1. Customize the type and detail message for each exceptions. Although the "detail" for each Spring MVC exception has been carefully considered and minimized, an application might still choose to customize the error details to avoid revealing implementation details (e.g. framework used, possibly version if messages change) as well as for consistency across all application errors.
2. Re-create ProblemDetail as ExtendedProblemDetail that has an additional host field from a single place for the entire application.

On the client side, we will provide some conveniences in #28190 to be able to decode the error response body to a target class. This could be ExtendedProblemDetail if you have it on the classpath, it could be your own extension of ProblemDetail, any class that matches the expected JSON, or even a Map.

Apologies for not answering your questions directly, but I'm hoping the sample helps to provide more context, and we can continue with questions from there.

One comment/question to you. For you suggestion to add Map<String, Object> attributes, and also looking at your spring-projects/spring-boot#19525 (comment) under the Boot issue, I think you are making a distinction between extra fields that are known and always added (e.g. host) vs others that are not known upfront and need to be supported through a generic map of attributes? In other words, a more dynamic mechanism to add any attribute, in addition to the ability to extend ProblemDetail in order to support well-known fields that are always added. This makes sense to me to have such a Map of attributes in ProblemDetail.

[rstoyanchev]

A couple of updates:

1. Content negotiation now supports application/problem+json, see 28189
2. Client exceptions support decoding error content, see 28190

The sample now uses WebClient and RestTemplate and decodes the error content.

[rstoyanchev]

For dynamic properties, I've created #28665.

[knoobie]

I'm wondering if it would make sense to move the ProblemDetail to spring-core. Allowing to extend it with something like CompanyProblemDetail within base libraries without having to enforce the additional dependency on spring-web.
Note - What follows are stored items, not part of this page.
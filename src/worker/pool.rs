//! Fixed-size worker pool
//!
//! Jobs travel over a crossbeam channel to a fixed set of threads. Each job
//! reports its outcome, panic included, through its own `TaskHandle`.
//! Shutdown closes the queue, lets queued jobs drain, and waits for the
//! workers up to a deadline.

use std::any::Any;
use std::panic::{self, AssertUnwindSafe};
use std::thread::{self, JoinHandle};
use std::time::{Duration, Instant};

use crossbeam_channel::{bounded, unbounded, Receiver, RecvTimeoutError, Sender};
use parking_lot::Mutex;
use thiserror::Error;

use crate::observability::{log_event_with_fields, Event};

type Job = Box<dyn FnOnce() + Send + 'static>;

#[derive(Debug, Clone, PartialEq, Eq, Error)]
pub enum PoolError {
    #[error("Worker pool is shut down")]
    ShutDown,

    #[error("Task panicked: {0}")]
    TaskPanicked(String),

    #[error("Task result lost: worker exited before reporting")]
    ResultLost,

    #[error("Worker pool did not terminate within {0}ms")]
    ShutdownTimeout(u64),
}

/// Receives the result of one submitted job.
#[derive(Debug)]
pub struct TaskHandle<T> {
    result: Receiver<Result<T, PoolError>>,
}

impl<T> TaskHandle<T> {
    /// Blocks until the job finishes.
    pub fn join(self) -> Result<T, PoolError> {
        self.result.recv().map_err(|_| PoolError::ResultLost)?
    }

    /// Returns the result if the job has finished.
    pub fn try_join(&self) -> Option<Result<T, PoolError>> {
        self.result.try_recv().ok()
    }
}

pub struct WorkerPool {
    sender: Mutex<Option<Sender<Job>>>,
    workers: Mutex<Vec<JoinHandle<()>>>,
    exited: Receiver<()>,
    size: usize,
}

impl WorkerPool {
    /// # Panics
    ///
    /// Panics if `threads` is zero or a worker thread cannot be spawned.
    pub fn new(name: &str, threads: usize) -> Self {
        assert!(threads > 0, "worker pool needs at least one thread");
        let (sender, receiver) = unbounded::<Job>();
        let (exited_tx, exited) = unbounded();

        let workers = (0..threads)
            .map(|index| {
                let receiver = receiver.clone();
                let exited_tx = exited_tx.clone();
                thread::Builder::new()
                    .name(format!("{}-{}", name, index))
                    .spawn(move || {
                        for job in receiver.iter() {
                            job();
                        }
                        let _ = exited_tx.send(());
                    })
                    .unwrap_or_else(|e| panic!("cannot spawn worker thread: {}", e))
            })
            .collect();

        Self {
            sender: Mutex::new(Some(sender)),
            workers: Mutex::new(workers),
            exited,
            size: threads,
        }
    }

    pub fn size(&self) -> usize {
        self.size
    }

    /// Queues `task`. A panic inside the task is caught and reported through
    /// the handle.
    pub fn submit<F, T>(&self, description: &str, task: F) -> Result<TaskHandle<T>, PoolError>
    where
        F: FnOnce() -> T + Send + 'static,
        T: Send + 'static,
    {
        let (result_tx, result) = bounded(1);
        let description = description.to_string();
        let job: Job = Box::new(move || {
            let outcome = panic::catch_unwind(AssertUnwindSafe(task)).map_err(|payload| {
                let reason = panic_message(payload.as_ref());
                log_event_with_fields(
                    Event::TaskFailed,
                    &[("task", &description), ("reason", &reason)],
                );
                PoolError::TaskPanicked(reason)
            });
            let _ = result_tx.send(outcome);
        });

        match self.sender.lock().as_ref() {
            Some(sender) => sender.send(job).map_err(|_| PoolError::ShutDown)?,
            None => return Err(PoolError::ShutDown),
        }
        Ok(TaskHandle { result })
    }

    pub fn is_shut_down(&self) -> bool {
        self.sender.lock().is_none()
    }

    /// Stops accepting work and waits up to `timeout` for queued jobs and
    /// workers to finish. Calling it again after success is a no-op.
    pub fn shutdown(&self, timeout: Duration) -> Result<(), PoolError> {
        drop(self.sender.lock().take());

        let mut workers = self.workers.lock();
        let deadline = Instant::now() + timeout;
        for _ in 0..workers.len() {
            match self.exited.recv_deadline(deadline) {
                Ok(()) => {}
                Err(RecvTimeoutError::Timeout) | Err(RecvTimeoutError::Disconnected) => {
                    let millis = timeout.as_millis() as u64;
                    log_event_with_fields(
                        Event::PoolShutdownTimeout,
                        &[("timeout_ms", &millis.to_string())],
                    );
                    return Err(PoolError::ShutdownTimeout(millis));
                }
            }
        }
        for worker in workers.drain(..) {
            let _ = worker.join();
        }
        log_event_with_fields(Event::PoolShutdown, &[("threads", &self.size.to_string())]);
        Ok(())
    }
}

impl std::fmt::Debug for WorkerPool {
    fn fmt(&self, f: &mut std::fmt::Formatter<'_>) -> std::fmt::Result {
        f.debug_struct("WorkerPool")
            .field("size", &self.size)
            .field("shut_down", &self.is_shut_down())
            .finish()
    }
}

pub(crate) fn panic_message(payload: &(dyn Any + Send)) -> String {
    if let Some(message) = payload.downcast_ref::<&str>() {
        message.to_string()
    } else if let Some(message) = payload.downcast_ref::<String>() {
        message.clone()
    } else {
        "unknown panic".to_string()
    }
}

#[cfg(test)]
mod tests {
    use super::*;
    use std::sync::atomic::{AtomicUsize, Ordering};
    use std::sync::Arc;

    #[test]
    fn test_submit_and_join() {
        let pool = WorkerPool::new("test", 2);
        let handle = pool.submit("add", || 2 + 2).unwrap();
        assert_eq!(handle.join().unwrap(), 4);
        pool.shutdown(Duration::from_secs(5)).unwrap();
    }

    #[test]
    fn test_panicking_task_is_reported() {
        let pool = WorkerPool::new("test", 1);
        let handle = pool.submit("boom", || -> u32 { panic!("boom") }).unwrap();
        assert_eq!(handle.join(), Err(PoolError::TaskPanicked("boom".into())));

        // the worker survives
        assert_eq!(pool.submit("after", || 1).unwrap().join().unwrap(), 1);
        pool.shutdown(Duration::from_secs(5)).unwrap();
    }

    #[test]
    fn test_shutdown_drains_queue() {
        let pool = WorkerPool::new("test", 2);
        let counter = Arc::new(AtomicUsize::new(0));
        for _ in 0..50 {
            let counter = Arc::clone(&counter);
            pool.submit("count", move || {
                counter.fetch_add(1, Ordering::SeqCst);
            })
            .unwrap();
        }
        pool.shutdown(Duration::from_secs(5)).unwrap();
        assert_eq!(counter.load(Ordering::SeqCst), 50);
    }

    #[test]
    fn test_submit_after_shutdown_fails() {
        let pool = WorkerPool::new("test", 1);
        pool.shutdown(Duration::from_secs(5)).unwrap();
        assert!(pool.is_shut_down());
        assert_eq!(pool.submit("late", || ()).unwrap_err(), PoolError::ShutDown);
    }

    #[test]
    fn test_shutdown_times_out_on_stuck_worker() {
        let pool = WorkerPool::new("test", 1);
        pool.submit("sleep", || thread::sleep(Duration::from_millis(500)))
            .unwrap();
        let result = pool.shutdown(Duration::from_millis(20));
        assert_eq!(result, Err(PoolError::ShutdownTimeout(20)));
    }
}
I've seen libraries often using spring-core or spring-security-core as dependency in base libraries to allow re-using of common spring interfaces like Resources or GrantedAuthority. In my opinion ProblemDetail falls in the same category.

[rstoyanchev]

As an HTTP abstraction, ProblemDetail belongs in org.springframework.http, not any lower. ProblemDetail is nothing but a simple holder of the properties and it wouldn't make sense for Spring Security to use it without the rest of the support, as outlined in #27052 (comment), which in turn requires spring-web. In any case, the goal is to provide an abstraction for spring-web processing.

[rstoyanchev]

@vy and @wimdeblauwe, the work under #28814 to allow external customization, including internationalization, of the "detail" for Spring MVC / WebFlux and for any ErrorResponseException is now largely complete. I would appreciate your taking a look and any comments. Probably best under #28814.

[rstoyanchev]

All tasks are now complete.

[vy]

@rstoyanchev, this PR is in our roadmap and we will extensively review it in a week or two. I will really appreciate it if you can allow us some time.

[rstoyanchev]

@vy, I presume you mean the changes under #28814? Ahead of next week's RC2 would be much appreciated, but either way, I look forward to your feedback.

[rstoyanchev]

Linking here to a related discussion for the class name ProblemDetail in #29303.

[rstoyanchev]

For everyone following here, there is a specific corner case described in #29378.